Five European languages were considered: three monolingual tasks and five bilingual tasks against an English collection have been activated.
Considering the difference of the task, results are comparable with QA at TREC.
A corpus of 450 questions, each in four languages, reporting at least one known answer in the respective text collection, has been built.
This year experience was very positive: we intend to continue with QA at CLEF 2004.
Perspective for Future QA Campaigns
• Organization issues:
• Promote larger participation
• Collaboration with NIST
• Financial issues:
• Find a sponsor: ELRA, the new CELCT center, …
• Tasks (to be discussed)
• Update to TREC-2003: definition questions, list questions
• Consider just “exact answer”: 50 bytes did not have much favor
• Introduce new languages: in the cross-language task this is easy to do
• New steps toward multilinguality: English questions against other language collections; a small set of full cross-language tasks (e.g. Italian/Spanish).
Creation of the Question Set
1. Find 200 questions for each language (Dutch, Italian, Spanish), based on CLEF-2002 topics, with at least one answer in the respective corpus.

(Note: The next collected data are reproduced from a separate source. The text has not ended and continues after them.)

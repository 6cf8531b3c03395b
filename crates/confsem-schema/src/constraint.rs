//! # Constraints
//!
//! Constraints describe what an attribute value may look like. Completion,
//! hover, and semantic-token renderers interpret them; this module only
//! fixes their shape and the generic contract every constraint satisfies:
//!
//! - [`Constraint::friendly_name`]: name shown to users.
//! - [`Constraint::constraint_type`]: the value type the constraint implies,
//!   used when typing reference targets.
//! - [`Constraint::origin_constraints`]: the reference constraints an
//!   expression under this constraint produces.

use std::collections::BTreeMap;
use std::sync::Arc;

use serde::{Deserialize, Serialize};

use confsem_core::{ScopeId, Type, Value};

use crate::attribute::AttributeSchema;
use crate::reference::OriginConstraint;

/// A value constraint.
#[derive(Debug, Clone, PartialEq, Serialize, Deserialize)]
#[serde(tag = "kind", rename_all = "snake_case")]
pub enum Constraint {
    /// A literal of the given type.
    LiteralType {
        /// Required type.
        of_type: Type,
    },
    /// Exactly this literal value.
    LiteralValue {
        /// The allowed value.
        value: Value,
    },
    /// A bare keyword, e.g. `create_before_destroy`.
    Keyword {
        /// The keyword.
        keyword: String,
        /// Display name.
        #[serde(default, skip_serializing_if = "Option::is_none")]
        name: Option<String>,
    },
    /// `[ ... ]` with homogeneous elements.
    List {
        /// Element constraint; absent accepts anything.
        #[serde(default, skip_serializing_if = "Option::is_none")]
        elem: Option<Box<Constraint>>,
        /// Minimum element count.
        #[serde(default)]
        min_items: u64,
        /// Maximum element count.
        #[serde(default, skip_serializing_if = "Option::is_none")]
        max_items: Option<u64>,
    },
    /// `[ ... ]` with unique homogeneous elements.
    Set {
        /// Element constraint; absent accepts anything.
        #[serde(default, skip_serializing_if = "Option::is_none")]
        elem: Option<Box<Constraint>>,
        /// Minimum element count.
        #[serde(default)]
        min_items: u64,
        /// Maximum element count.
        #[serde(default, skip_serializing_if = "Option::is_none")]
        max_items: Option<u64>,
    },
    /// `{ key = value }` with homogeneous values.
    Map {
        /// Value constraint; absent accepts anything.
        #[serde(default, skip_serializing_if = "Option::is_none")]
        elem: Option<Box<Constraint>>,
        /// Display name.
        #[serde(default, skip_serializing_if = "Option::is_none")]
        name: Option<String>,
    },
    /// `{ key = value }` with a fixed set of attributes.
    Object {
        /// Attribute schemas by name.
        #[serde(default)]
        attributes: BTreeMap<String, Arc<AttributeSchema>>,
        /// Display name.
        #[serde(default, skip_serializing_if = "Option::is_none")]
        name: Option<String>,
    },
    /// `[ a, b ]` with per-position constraints.
    Tuple {
        /// Element constraints by position.
        elems: Vec<Constraint>,
    },
    /// Any one of several constraints.
    OneOf {
        /// Alternatives.
        of: Vec<Constraint>,
    },
    /// Any expression (literal, reference, function call, ...) of a type.
    AnyExpression {
        /// Required type.
        of_type: Type,
    },
    /// A reference to a declared target.
    Reference {
        /// Required target type.
        #[serde(default, skip_serializing_if = "Option::is_none")]
        of_type: Option<Type>,
        /// Required target scope.
        #[serde(default, skip_serializing_if = "Option::is_none")]
        of_scope_id: Option<ScopeId>,
        /// Display name.
        #[serde(default, skip_serializing_if = "Option::is_none")]
        name: Option<String>,
    },
    /// A type expression, e.g. `list(string)`.
    TypeDeclaration,
}

impl Constraint {
    /// Name shown in hover and completion detail.
    pub fn friendly_name(&self) -> String {
        match self {
            Constraint::LiteralType { of_type } | Constraint::AnyExpression { of_type } => {
                of_type.friendly_name()
            }
            Constraint::LiteralValue { value } => value.ty().friendly_name(),
            Constraint::Keyword { name, .. } => name.clone().unwrap_or_else(|| "keyword".into()),
            Constraint::List { elem, .. } => collection_name("list", elem.as_deref()),
            Constraint::Set { elem, .. } => collection_name("set", elem.as_deref()),
            Constraint::Map { elem, name } => name
                .clone()
                .unwrap_or_else(|| collection_name("map", elem.as_deref())),
            Constraint::Object { name, .. } => name.clone().unwrap_or_else(|| "object".into()),
            Constraint::Tuple { .. } => "tuple".into(),
            Constraint::OneOf { of } => {
                let mut names: Vec<String> = Vec::new();
                for c in of {
                    let n = c.friendly_name();
                    if !names.contains(&n) {
                        names.push(n);
                    }
                }
                names.join(" or ")
            }
            Constraint::Reference { name, .. } => name.clone().unwrap_or_else(|| "reference".into()),
            Constraint::TypeDeclaration => "type".into(),
        }
    }

    /// The value type implied by the constraint, if it implies one.
    pub fn constraint_type(&self) -> Option<Type> {
        match self {
            Constraint::LiteralType { of_type } | Constraint::AnyExpression { of_type } => {
                Some(of_type.clone())
            }
            Constraint::LiteralValue { value } => Some(value.ty()),
            Constraint::Keyword { .. } | Constraint::TypeDeclaration => None,
            Constraint::List { elem, .. } => Some(Type::list(elem_type(elem.as_deref()))),
            Constraint::Set { elem, .. } => Some(Type::set(elem_type(elem.as_deref()))),
            Constraint::Map { elem, .. } => Some(Type::map(elem_type(elem.as_deref()))),
            Constraint::Object { attributes, .. } => Some(Type::Object(
                attributes
                    .iter()
                    .map(|(name, attr)| (name.clone(), attr.value_type().unwrap_or(Type::Dynamic)))
                    .collect(),
            )),
            Constraint::Tuple { elems } => Some(Type::Tuple(
                elems
                    .iter()
                    .map(|c| c.constraint_type().unwrap_or(Type::Dynamic))
                    .collect(),
            )),
            Constraint::OneOf { of } => {
                let mut types = of.iter().filter_map(Constraint::constraint_type);
                let first = types.next()?;
                if types.all(|t| t == first) {
                    Some(first)
                } else {
                    Some(Type::Dynamic)
                }
            }
            Constraint::Reference { of_type, .. } => of_type.clone(),
        }
    }

    /// Reference constraints produced by a traversal under this constraint.
    ///
    /// Only constraints that accept references produce any; a traversal
    /// where a plain literal is expected yields no origin.
    pub fn origin_constraints(&self) -> Vec<OriginConstraint> {
        match self {
            Constraint::Reference {
                of_type,
                of_scope_id,
                ..
            } => vec![OriginConstraint {
                of_scope_id: of_scope_id.clone().unwrap_or_default(),
                of_type: of_type.clone(),
            }],
            Constraint::AnyExpression { of_type } => vec![OriginConstraint::of_type(of_type.clone())],
            Constraint::OneOf { of } => of.iter().flat_map(Constraint::origin_constraints).collect(),
            _ => Vec::new(),
        }
    }
}

fn collection_name(kind: &str, elem: Option<&Constraint>) -> String {
    match elem {
        Some(e) => format!("{kind} of {}", e.friendly_name()),
        None => kind.to_string(),
    }
}

fn elem_type(elem: Option<&Constraint>) -> Type {
    elem.and_then(Constraint::constraint_type).unwrap_or(Type::Dynamic)
}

2. Translate each question into English, and from English into the other two languages.
3. Find answers in the corpora of the other languages (e.g. a Dutch question was translated and processed in the Italian text collection).
4. The result is a corpus of 450 questions, each in four languages, with at least one known answer in the respective text collection. More details in the paper and in the Poster.
5. Questions with at least one answer in all the corpora were selected for the final question set.